Standard atmospheric gas appliances rely on the buoyancy of hot flue gas to clear combustion products through the roof. B-vent makes that physics work safely. The inner wall carries the flue gas; the outer wall keeps surrounding wood framing cool. Sections twist-lock together with a small offset and terminate above the roof in a UL-listed cap.

Residential B-vent runs 3 inches or 4 inches in diameter, matched to the heater’s draft hood collar, and is governed by UL 441. The whole point is that no fan is involved — draft is buoyancy-driven, so any obstruction, missing section, or competing exhaust appliance can pull flue gas back into the house.

B-vent only works for non-condensing atmospheric appliances. Condensing tankless water heaters and condensing boilers cool the flue gas below its dew point and need a different vent — usually CPVC, polypropylene, or stainless concentric pipe.

Why it matters to a homeowner

If your gas water heater has a sheet-metal flue running up through the roof, that’s almost certainly B-vent. When a plumber quotes a heater replacement and includes “vent verification,” they’re checking joint integrity, cap condition, and clearance to combustibles on this pipe.
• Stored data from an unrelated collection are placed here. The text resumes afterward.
use super::*;
use test_utils::factory::salon_service::SalonServiceFactory;

/// Tests listing the whole catalog.
///
/// Expected: Ok with entries sorted by name
#[tokio::test]
async fn returns_services_ordered_by_name() -> Result<(), DbErr> {
    let test = TestBuilder::new()
        .with_table(entity::prelude::User)
        .with_table(entity::prelude::SalonService)
        .build()
        .await
        .unwrap();
    let db = test.db.as_ref().unwrap();

    SalonServiceFactory::new(db).name("Pedicure").build().await?;
    SalonServiceFactory::new(db).name("Alongamento").build().await?;
    SalonServiceFactory::new(db).name("Manicure").build().await?;

    let repo = SalonServiceRepository::new(db);
    let services = repo.find_all(None).await?;

    let names: Vec<&str> = services.iter().map(|s| s.name.as_str()).collect();
    assert_eq!(names, vec!["Alongamento", "Manicure", "Pedicure"]);

    Ok(())
}

/// Tests listing the catalog of one manicure.
///
/// Expected: Ok with only that manicure's entries
#[tokio::test]
async fn filters_by_staff() -> Result<(), DbErr> {
    let test = TestBuilder::new()
        .with_table(entity::prelude::User)
        .with_table(entity::prelude::SalonService)
        .build()
        .await
        .unwrap();
    let db = test.db.as_ref().unwrap();

    let staff_a = factory::create_manicure(db).await?;
    let staff_b = factory::create_manicure(db).await?;
    let own = factory::create_salon_service(db, Some(staff_a.id)).await?;
    factory::create_salon_service(db, Some(staff_b.id)).await?;
    factory::create_salon_service(db, None).await?;

    let repo = SalonServiceRepository::new(db);
    let services = repo.find_all(Some(staff_a.id)).await?;

    assert_eq!(services.len(), 1);
    assert_eq!(services[0].id, own.id);

    Ok(())
}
A disconnected B-vent joint in the attic is a carbon-monoxide hazard most homeowners never look for.

Switching from atmospheric to a sidewall power-vent or a condensing tankless usually means abandoning the existing B-vent and routing a new PVC or CPVC vent through a sidewall — which is a permitted job, not a like-for-like swap.

When you’ll encounter this term

  • A water-heater replacement quote lists “re-use existing B-vent” or “new B-vent termination cap.”
  • Your CO alarm trips during a windstorm and the plumber points to back-drafting at the flue cap.
  • You’re switching from an atmospheric gas heater to a condensing tankless and the installer says “the B-vent has to be abandoned.”
  • An inspector flags a B-vent joint separation in the attic during a pre-purchase inspection.

Common variants and what B-vent is not

  • B-vent vs. direct-vent. B-vent uses room air for combustion and pushes flue gas up through the roof. Direct-vent uses sealed concentric pipe — outside air in, flue gas out — through a sidewall.
  • B-vent vs. power-vent. Power-vent uses an electric fan to push flue gas through PVC pipe out a sidewall; no buoyancy needed.
  • B-vent vs. condensing flue. Condensing appliances make acidic, low-temperature flue gas; B-vent will corrode through. Condensing units use CPVC, polypropylene, or stainless.

Common failure modes

  • Down-draft / spillage. A kitchen exhaust hood, dryer, or whole-house fan competes for combustion air and pulls flue gas back into the house. Symptoms: melted plastic on the draft hood, soot streaks, CO alarm trips.
  • Disconnected joints. Twist-lock sections can separate over decades, dropping flue gas into the attic — usually invisible until a CO alarm trips.
  • Rusted termination cap. Water entering the flue corrodes the inner wall from the top down; eventually you get perforation and spillage at the heater.